## DIRECTIONS:
Only lines with the string "tails" are wanted. Pull them out of the data.

## TASK INPUT:

* * *

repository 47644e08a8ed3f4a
use std::sync::Arc;

use tracing::debug;

use crate::grammar::{Rule, TargetSymbol};
use crate::lm::{LanguageModel, NgramCache};
use crate::sentence::Sentence;
use crate::vocab::{Vocabulary, WordId};

use super::{DpState, FeatureError, FeatureFunction, FeatureVector, SpanContext, Transition};

/// Boundary words of an item's target yield.
///
/// `left` holds the first `order - 1` words, still waiting for context from
/// outside. `right` holds the last `order - 1`, the context this item offers
/// to words that follow it. For a short yield both are the whole yield.
#[derive(Debug, Clone, PartialEq, Eq, Hash)]
pub struct LmState {
    pub left: Vec<WordId>,
    pub right: Vec<WordId>,
}

/// N-gram language model score as feature `name`.
pub struct LanguageModelFf {
    name: String,
    lm: Arc<dyn LanguageModel>,
    cache: Option<Arc<NgramCache>>,
    start: WordId,
    end: WordId,
}

impl LanguageModelFf {
    pub fn new(name: &str, lm: Arc<dyn LanguageModel>, vocab: &Vocabulary) -> Self {
        Self {
            name: name.to_string(),
            lm,
            cache: None,
            start: vocab.start_marker(),
            end: vocab.end_marker(),
        }
    }

    pub fn with_cache(mut self, cache: Arc<NgramCache>) -> Self {
        self.cache = Some(cache);
        self
    }

    fn context_len(&self) -> usize {
        self.lm.order().saturating_sub(1)
    }

    fn score(&self, ngram: &[WordId]) -> Result<f64, FeatureError> {
        let p = match &self.cache {
            Some(cache) => cache.logprob(self.lm.as_ref(), ngram)?,
            None => self.lm.logprob(ngram)?,
        };
        Ok(f64::from(p))
    }

    fn feature(&self, logprob: f64) -> FeatureVector {
        let mut fv = FeatureVector::new();
        if logprob != 0.0 {
            fv.add(&self.name, logprob);
        }
        fv
    }

    fn own_state<'a>(
        &self,
        tails: &[Option<&'a DpState>],
        n: usize,
    ) -> Result<&'a LmState, FeatureError> {
        let state = tails
            .get(n)
            .copied()
            .flatten()
            .ok_or_else(|| FeatureError::MissingState {
                module: self.name.clone(),
                tail: n,
            })?;
        state
            .downcast_ref::<LmState>()
            .ok_or_else(|| FeatureError::ForeignState {
                module: self.name.clone(),
                tail: n,
            })
    }
}

/// Left-to-right scorer over one item's yield.
struct Scan<'a> {
    ff: &'a LanguageModelFf,
    n1: usize,
    left: Vec<WordId>,
    right: Vec<WordId>,
    seen: usize,
    ngram: Vec<WordId>,
    logprob: f64,
}

impl<'a> Scan<'a> {
    fn new(ff: &'a LanguageModelFf) -> Self {
        Self {
            ff,
            n1: ff.context_len(),
            left: Vec::new(),
            right: Vec::new(),
            seen: 0,
            ngram: Vec::new(),
            logprob: 0.0,
        }
    }

    fn push(&mut self, w: WordId) -> Result<(), FeatureError> {
        if self.seen < self.n1 {
            self.left.push(w);
        } else if w != self.ff.start {
            self.ngram.clear();
            self.ngram.extend_from_slice(&self.right);
            self.ngram.push(w);
            self.logprob += self.ff.score(&self.ngram)?;
        }
        self.remember(w);
        self.seen += 1;
        Ok(())
    }

    fn remember(&mut self, w: WordId) {
        self.right.push(w);
        if self.right.len() > self.n1 {
            self.right.remove(0);
        }
    }

    fn splice(&mut self, child: &LmState) -> Result<(), FeatureError> {
        for &w in &child.left {
            self.push(w)?;
        }
        if child.left.len() >= self.n1 {
            self.right.clone_from(&child.right);
        }
        Ok(())
    }

    fn finish(self) -> (LmState, f64) {
        (
            LmState {
                left: self.left,
                right: self.right,
            },
            self.logprob,
        )
    }
}

impl FeatureFunction for LanguageModelFf {
    fn name(&self) -> &str {
        &self.name
    }

    fn is_stateful(&self) -> bool {
        true
    }

    /// Scores each run of target terminals with the context available
    /// inside the run.
    fn estimate(&self, rule: &Rule) -> FeatureVector {
        let n1 = self.context_len();
        let mut total = 0.0;
        let mut run: Vec<WordId> = Vec::new();
        let mut flush = |run: &mut Vec<WordId>| {
            for i in 0..run.len() {
                if run[i] == self.start {
                    continue;
                }
                let from = i.saturating_sub(n1);
                match self.score(&run[from..=i]) {
                    Ok(p) => total += p,
                    Err(e) => debug!(lm = %self.name, error = %e, "estimate lookup failed"),
                }
            }
            run.clear();
        };
        for sym in &rule.target {
            match *sym {
                TargetSymbol::Word(w) => run.push(w),
                TargetSymbol::Slot(_) => flush(&mut run),
            }
        }
        flush(&mut run);
        self.feature(total)
    }

    fn transition(
        &self,
        rule: &Rule,
        tails: &[Option<&DpState>],
        _ctx: &SpanContext<'_>,
    ) -> Result<Transition, FeatureError> {
        let mut scan = Scan::new(self);
        for sym in &rule.target {
            match *sym {
                TargetSymbol::Word(w) => scan.push(w)?,
                TargetSymbol::Slot(n) => scan.splice(self.own_state(tails, n)?)?,
            }
        }
        let (state, logprob) = scan.finish();
        Ok(Transition {
            state: Some(DpState::new(state)),
            features: self.feature(logprob),
        })
    }

    /// Scores the deferred left words against `<s>` and appends `</s>`,
    /// unless the yield already carries its own markers.
    fn final_transition(
        &self,
        state: Option<&DpState>,
        _sentence: &Sentence,
    ) -> Result<FeatureVector, FeatureError> {
        let Some(state) = state.and_then(|s| s.downcast_ref::<LmState>()) else {
            return Err(FeatureError::MissingState {
                module: self.name.clone(),
                tail: 0,
            });
        };
        let n1 = self.context_len();
        let mut logprob = 0.0;
        let mut context: Vec<WordId> = Vec::new();
        if state.left.first() != Some(&self.start) {
            context.push(self.start);
        }
        let mut ngram = Vec::new();
        for &w in &state.left {
            if w != self.start {
                ngram.clear();
                ngram.extend_from_slice(&context[context.len().saturating_sub(n1)..]);
                ngram.push(w);
                logprob += self.score(&ngram)?;
            }
            context.push(w);
        }
        if state.right.last() != Some(&self.end) && state.left.last() != Some(&self.end) {
            let tail = if state.left.len() >= n1 {
                &state.right
            } else {
                &context
            };
            ngram.clear();
            ngram.extend_from_slice(&tail[tail.len().saturating_sub(n1)..]);
            ngram.push(self.end);
            logprob += self.score(&ngram)?;
        }
        Ok(self.feature(logprob))
    }
}

#[cfg(test)]
mod tests {
    use super::*;
    use crate::ff::FeatureRegistry;
    use crate::lm::MemoryLm;

    const EPS: f64 = 1e-6;

    struct Fixture {
        vocab: Vocabulary,
        ff: Arc<LanguageModelFf>,
    }

    /// Bigram model where every seen bigram has its own distinct score.
    fn fixture() -> Fixture {
        let vocab = Vocabulary::new();
        let mut lm = MemoryLm::new(2, -10.0);
        for (i, w) in ["<s>", "</s>", "a", "b", "c"].iter().enumerate() {
            lm.add_words(&vocab, w, -1.0 - i as f32, -0.5);
        }
        lm.add_words(&vocab, "<s> a", -0.1, 0.0);
        lm.add_words(&vocab, "a b", -0.2, 0.0);
        lm.add_words(&vocab, "b c", -0.3, 0.0);
        lm.add_words(&vocab, "c </s>", -0.4, 0.0);
        let ff = Arc::new(LanguageModelFf::new("lm_0", Arc::new(lm), &vocab));
        Fixture { vocab, ff }
    }

    fn full_sentence_score(f: &Fixture, words: &str) -> f64 {
        let ids: Vec<WordId> = std::iter::once(f.vocab.start_marker())
            .chain(words.split_whitespace().map(|w| f.vocab.id(w)))
            .chain(std::iter::once(f.vocab.end_marker()))
            .collect();
        let mut total = 0.0;
        for i in 1..ids.len() {
            total += f.ff.score(&ids[i - 1..=i]).unwrap();
        }
        total
    }

    #[test]
    fn split_derivation_matches_flat_scoring() {
        let f = fixture();
        let sentence = Sentence::new(0, "x y", &f.vocab);
        let ctx = SpanContext {
            start: 0,
            end: 2,
            sentence: &sentence,
        };
        let lexical = Rule::parse("[X] ||| x ||| a b ||| 0", "pt", &f.vocab).unwrap();
        let glue = Rule::parse("[X] ||| [X,1] y ||| [X,1] c ||| 0", "pt", &f.vocab).unwrap();

        let reg = FeatureRegistry::new().with(f.ff.clone());
        let (child, child_fv) = reg.transition(&lexical, &[], &ctx).unwrap();
        let (parent, parent_fv) = reg.transition(&glue, &[&child], &ctx).unwrap();
        let final_fv = reg.final_transition(&parent, &sentence).unwrap();

        let total = child_fv.get("lm_0") + parent_fv.get("lm_0") + final_fv.get("lm_0");
        assert!((total - full_sentence_score(&f, "a b c")).abs() < EPS);
    }

    #[test]
    fn state_keeps_boundary_words() {
        let f = fixture();
        let sentence = Sentence::new(0, "x", &f.vocab);
        let ctx = SpanContext {
            start: 0,
            end: 1,
            sentence: &sentence,
        };
        let rule = Rule::parse("[X] ||| x ||| a b c ||| 0", "pt", &f.vocab).unwrap();
        let t = f.ff.transition(&rule, &[], &ctx).unwrap();
        let state = t.state.unwrap();
        let state = state.downcast_ref::<LmState>().unwrap();
        assert_eq!(state.left, vec![f.vocab.id("a")]);
        assert_eq!(state.right, vec![f.vocab.id("c")]);
    }

    #[test]
    fn markers_in_yield_are_not_rescored() {
        let f = fixture();
        let sentence = Sentence::new(0, "x", &f.vocab);
        let ctx = SpanContext {
            start: 0,
            end: 1,
            sentence: &sentence,
        };
        let rule = Rule::parse("[X] ||| x ||| <s> a b c </s> ||| 0", "pt", &f.vocab).unwrap();
        let reg = FeatureRegistry::new().with(f.ff.clone());
        let (state, fv) = reg.transition(&rule, &[], &ctx).unwrap();
        let final_fv = reg.final_transition(&state, &sentence).unwrap();
        let total = fv.get("lm_0") + final_fv.get("lm_0");
        assert!((total - full_sentence_score(&f, "a b c")).abs() < EPS);
    }

    #[test]
    fn missing_tail_state_is_an_error() {
        let f = fixture();
        let sentence = Sentence::new(0, "y", &f.vocab);
        let ctx = SpanContext {
            start: 0,
            end: 1,
            sentence: &sentence,
        };
        let glue = Rule::parse("[X] ||| [X,1] y ||| [X,1] c ||| 0", "pt", &f.vocab).unwrap();
        let err = f.ff.transition(&glue, &[None], &ctx).unwrap_err();
        assert!(matches!(err, FeatureError::MissingState { tail: 0, .. }));
    }

    #[test]
    fn estimate_scores_terminal_runs() {
        let f = fixture();
        let rule = Rule::parse("[X] ||| x [X,1] ||| a b [X,1] ||| 0", "pt", &f.vocab).unwrap();
        let fv = f.ff.estimate(&rule);
        let a = f.ff.score(&[f.vocab.id("a")]).unwrap();
        let ab = f.ff.score(&[f.vocab.id("a"), f.vocab.id("b")]).unwrap();
        assert!((fv.get("lm_0") - (a + ab)).abs() < EPS);
    }
}
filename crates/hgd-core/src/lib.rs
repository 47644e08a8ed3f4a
//! Hypergraph chart decoding for synchronous grammars.
//!
//! A sentence is parsed bottom-up into a hypergraph of every derivation the
//! grammars allow, scored by a registry of feature functions and pruned with
//! cube pruning; the best derivations are then walked out into translations.

pub mod decoder;
pub mod ff;
pub mod grammar;
pub mod lm;
pub mod sentence;
pub mod settings;
pub mod translation;
pub mod vocab;

pub(crate) mod testutil;

pub use decoder::{parse, ChartExplanation, ChartStats, Hypergraph};
pub use ff::{FeatureFunction, FeatureRegistry, FeatureVector, Weights};
pub use grammar::{Grammar, GrammarError, GrammarSet, Rule, RuleTable};
pub use sentence::Sentence;
pub use translation::{Assembler, Translation};
pub use vocab::{Vocabulary, WordId};
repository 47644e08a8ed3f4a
fn main() {
    // Validate embedded TOML files at compile time.
    validate_toml(
        "src/default_settings.toml",
        include_str!("src/default_settings.toml"),
    );
}

fn validate_toml(path: &str, content: &str) {
    if content.parse::<toml::Value>().is_err() {
        panic!("{path} contains invalid TOML");
    }
}
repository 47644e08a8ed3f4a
use std::collections::{BTreeMap, HashMap};
use std::sync::Arc;

use crate::ff::CompositeState;
use crate::grammar::Rule;
use crate::vocab::WordId;

use super::hypergraph::{ChartStats, HyperEdge, Hypergraph, Node, NodeId};

/// A scored rule application waiting for a cell.
#[derive(Debug)]
pub(crate) struct Candidate {
    pub rule: Arc<Rule>,
    pub tails: Vec<NodeId>,
    pub start: usize,
    pub end: usize,
    pub state: CompositeState,
    pub transition_score: f64,
    pub score: f64,
}

/// Nodes of one label, best first, at most `beam` of them.
#[derive(Debug, Default)]
pub(crate) struct Bin {
    nodes: Vec<NodeId>,
    index: HashMap<CompositeState, NodeId>,
}

impl Bin {
    pub fn nodes(&self) -> &[NodeId] {
        &self.nodes
    }

    fn place(&mut self, hg: &Hypergraph, id: NodeId) {
        let score = hg.node(id).score;
        let pos = self.nodes.partition_point(|&n| hg.node(n).score >= score);
        self.nodes.insert(pos, id);
    }
}

/// All items over one span, by label.
#[derive(Debug, Default)]
pub(crate) struct Cell {
    bins: BTreeMap<WordId, Bin>,
}

impl Cell {
    pub fn bin(&self, label: WordId) -> Option<&Bin> {
        self.bins.get(&label).filter(|b| !b.nodes.is_empty())
    }

    /// Labels with at least one node, ascending.
    pub fn labels(&self) -> impl Iterator<Item = WordId> + '_ {
        self.bins
            .iter()
            .filter(|(_, b)| !b.nodes.is_empty())
            .map(|(&l, _)| l)
    }

    pub fn is_empty(&self) -> bool {
        self.labels().next().is_none()
    }

    /// Add `cand` as an edge of its equivalent node, or as a new node.
    ///
    /// Equal scores keep the existing order: a recombined edge must beat the
    /// best edge strictly, and a new node goes after nodes scoring the same.
    pub fn insert(
        &mut self,
        hg: &mut Hypergraph,
        cand: Candidate,
        beam: usize,
        stats: &mut ChartStats,
    ) -> Option<NodeId> {
        let bin = self.bins.entry(cand.rule.lhs).or_default();

        if let Some(&id) = bin.index.get(&cand.state) {
            let score = cand.score;
            let edge = hg.push_edge(edge_of(&cand));
            let node = hg.node_mut(id);
            node.edges.push(edge);
            stats.merged += 1;
            if score > node.score {
                node.score = score;
                node.best_edge = edge;
                if let Some(pos) = bin.nodes.iter().position(|&n| n == id) {
                    bin.nodes.remove(pos);
                }
                bin.place(hg, id);
            }
            return Some(id);
        }

        if bin.nodes.len() >= beam {
            let worst = bin.nodes.last().map(|&n| hg.node(n).score);
            if worst.is_some_and(|w| cand.score <= w) {
                stats.pruned += 1;
                return None;
            }
        }

        let edge = hg.push_edge(edge_of(&cand));
        let id = hg.push_node(Node {
            label: cand.rule.lhs,
            start: cand.start,
            end: cand.end,
            state: cand.state.clone(),
            edges: vec![edge],
            best_edge: edge,
            score: cand.score,
        });
        bin.place(hg, id);
        bin.index.insert(cand.state, id);
        stats.added += 1;

        if bin.nodes.len() > beam {
            if let Some(evicted) = bin.nodes.pop() {
                bin.index.remove(&hg.node(evicted).state);
                stats.pruned += 1;
                if evicted == id {
                    return None;
                }
            }
        }
        Some(id)
    }
}

fn edge_of(cand: &Candidate) -> HyperEdge {
    HyperEdge {
        rule: Some(Arc::clone(&cand.rule)),
        tails: cand.tails.clone(),
        start: cand.start,
        end: cand.end,
        transition_score: cand.transition_score,
        score: cand.score,
    }
}

#[cfg(test)]
mod tests {
    use super::*;
    use crate::ff::DpState;
    use crate::sentence::Sentence;
    use crate::vocab::Vocabulary;

    fn setup() -> (Vocabulary, Hypergraph, Arc<Rule>) {
        let vocab = Vocabulary::new();
        let sentence = Sentence::new(0, "a", &vocab);
        let rule = Arc::new(Rule::parse("[X] ||| a ||| A ||| 0", "pt", &vocab).unwrap());
        (vocab, Hypergraph::new(sentence), rule)
    }

    fn cand(rule: &Arc<Rule>, state: u32, score: f64) -> Candidate {
        Candidate {
            rule: Arc::clone(rule),
            tails: Vec::new(),
            start: 0,
            end: 1,
            state: CompositeState::new(vec![Some(DpState::new(state))]),
            transition_score: score,
            score,
        }
    }

    fn scores(cell: &Cell, hg: &Hypergraph, label: WordId) -> Vec<f64> {
        cell.bin(label)
            .map(|b| b.nodes().iter().map(|&n| hg.node(n).score).collect())
            .unwrap_or_default()
    }

    #[test]
    fn keeps_best_first_within_beam() {
        let (_, mut hg, rule) = setup();
        let mut cell = Cell::default();
        let mut stats = ChartStats::default();
        for (s, score) in [(1, -3.0), (2, -1.0), (3, -2.0), (4, -4.0)] {
            cell.insert(&mut hg, cand(&rule, s, score), 3, &mut stats);
        }
        assert_eq!(scores(&cell, &hg, rule.lhs), vec![-1.0, -2.0, -3.0]);
        assert_eq!(stats.added, 3);
        assert_eq!(stats.pruned, 1);
    }

    #[test]
    fn recombines_equal_states() {
        let (_, mut hg, rule) = setup();
        let mut cell = Cell::default();
        let mut stats = ChartStats::default();
        let a = cell.insert(&mut hg, cand(&rule, 7, -2.0), 5, &mut stats).unwrap();
        let b = cell.insert(&mut hg, cand(&rule, 7, -1.0), 5, &mut stats).unwrap();
        let c = cell.insert(&mut hg, cand(&rule, 7, -5.0), 5, &mut stats).unwrap();
        assert_eq!(a, b);
        assert_eq!(a, c);
        let node = hg.node(a);
        assert_eq!(node.edges.len(), 3);
        assert_eq!(node.score, -1.0);
        assert_eq!(node.best_edge, node.edges[1]);
        assert_eq!(stats.merged, 2);
    }

    #[test]
    fn equal_scores_keep_insertion_order() {
        let (_, mut hg, rule) = setup();
        let mut cell = Cell::default();
        let mut stats = ChartStats::default();
        let first = cell.insert(&mut hg, cand(&rule, 1, -1.0), 5, &mut stats).unwrap();
        let second = cell.insert(&mut hg, cand(&rule, 2, -1.0), 5, &mut stats).unwrap();
        assert_eq!(cell.bin(rule.lhs).unwrap().nodes(), &[first, second]);

        let again = cell.insert(&mut hg, cand(&rule, 1, -1.0), 5, &mut stats).unwrap();
        assert_eq!(again, first);
        assert_eq!(hg.node(first).best_edge, hg.node(first).edges[0]);
    }

    #[test]
    fn evicted_node_can_be_rebuilt() {
        let (_, mut hg, rule) = setup();
        let mut cell = Cell::default();
        let mut stats = ChartStats::default();
        cell.insert(&mut hg, cand(&rule, 1, -2.0), 1, &mut stats);
        cell.insert(&mut hg, cand(&rule, 2, -1.0), 1, &mut stats);
        assert_eq!(scores(&cell, &hg, rule.lhs), vec![-1.0]);
        // state 1 is gone from the index, so it returns as a fresh node
        let back = cell.insert(&mut hg, cand(&rule, 1, 0.0), 1, &mut stats).unwrap();
        assert_eq!(hg.node(back).edges.len(), 1);
        assert_eq!(scores(&cell, &hg, rule.lhs), vec![0.0]);
    }
}
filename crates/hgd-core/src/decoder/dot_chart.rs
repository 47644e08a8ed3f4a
use crate::grammar::{Grammar, TrieId, TrieKey};
use crate::vocab::WordId;

use super::cell::Cell;

/// A nonterminal already matched by a dot item: the label and the span it covers.
#[derive(Debug, Clone, Copy, PartialEq, Eq)]
pub(crate) struct SlotSpan {
    pub start: usize,
    pub end: usize,
    pub label: WordId,
}

/// A partial match: the trie node reached so far over `[i, j)` and the
/// nonterminals consumed on the way, in source order.
#[derive(Debug, Clone)]
pub(crate) struct DotItem {
    pub trie: TrieId,
    pub slots: Vec<SlotSpan>,
}

/// Partial rule matches of one grammar, per span.
#[derive(Debug)]
pub(crate) struct DotChart {
    len: usize,
    max_span: Option<usize>,
    items: Vec<Vec<DotItem>>,
}

impl DotChart {
    pub fn new(grammar: &dyn Grammar, len: usize) -> Self {
        let mut items = vec![Vec::new(); (len + 1) * (len + 1)];
        for i in 0..=len {
            items[i * (len + 1) + i].push(DotItem {
                trie: grammar.root(),
                slots: Vec::new(),
            });
        }
        Self {
            len,
            max_span: grammar.max_span(),
            items,
        }
    }

    fn idx(&self, i: usize, j: usize) -> usize {
        i * (self.len + 1) + j
    }

    pub fn allows(&self, width: usize) -> bool {
        self.max_span.map_or(true, |m| width <= m)
    }

    pub fn items(&self, i: usize, j: usize) -> &[DotItem] {
        &self.items[self.idx(i, j)]
    }

    /// Extend items ending before `j` into `[i, j)`: by the word at `j - 1`
    /// from items over `[i, j - 1)`, and by any label of a finished cell
    /// `[k, j)` from items over `[i, k)` with `i < k`.
    ///
    /// `cells` is laid out like the dot chart, `cells[i * (len + 1) + j]`.
    pub fn expand(
        &mut self,
        grammar: &dyn Grammar,
        words: &[WordId],
        cells: &[Cell],
        i: usize,
        j: usize,
    ) {
        if !self.allows(j - i) {
            return;
        }
        let mut grown = Vec::new();
        for k in i..j {
            for item in self.items(i, k) {
                if k + 1 == j {
                    if let Some(trie) = grammar.step(item.trie, TrieKey::Word(words[k])) {
                        grown.push(DotItem {
                            trie,
                            slots: item.slots.clone(),
                        });
                    }
                }
                if k > i {
                    let Some(cell) = cells.get(self.idx(k, j)) else {
                        continue;
                    };
                    for label in cell.labels() {
                        if let Some(trie) = grammar.step(item.trie, TrieKey::Label(label)) {
                            let mut slots = item.slots.clone();
                            slots.push(SlotSpan {
                                start: k,
                                end: j,
                                label,
                            });
                            grown.push(DotItem { trie, slots });
                        }
                    }
                }
            }
        }
        let idx = self.idx(i, j);
        self.items[idx].extend(grown);
    }

    /// Start items whose pattern opens with a nonterminal covering the finished cell `[i, j)`.
    pub fn start(&mut self, grammar: &dyn Grammar, cell: &Cell, i: usize, j: usize) {
        if !self.allows(j - i) {
            return;
        }
        let root = grammar.root();
        let started: Vec<DotItem> = cell
            .labels()
            .filter_map(|label| {
                grammar.step(root, TrieKey::Label(label)).map(|trie| DotItem {
                    trie,
                    slots: vec![SlotSpan {
                        start: i,
                        end: j,
                        label,
                    }],
                })
            })
            .collect();
        let idx = self.idx(i, j);
        self.items[idx].extend(started);
    }
}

* * *

## RESULT:
        tails: &[Option<&'a DpState>],
        let state = tails
        tails: &[Option<&DpState>],
                TargetSymbol::Slot(n) => scan.splice(self.own_state(tails, n)?)?,
    pub tails: Vec<NodeId>,
        tails: cand.tails.clone(),
            tails: Vec::new(),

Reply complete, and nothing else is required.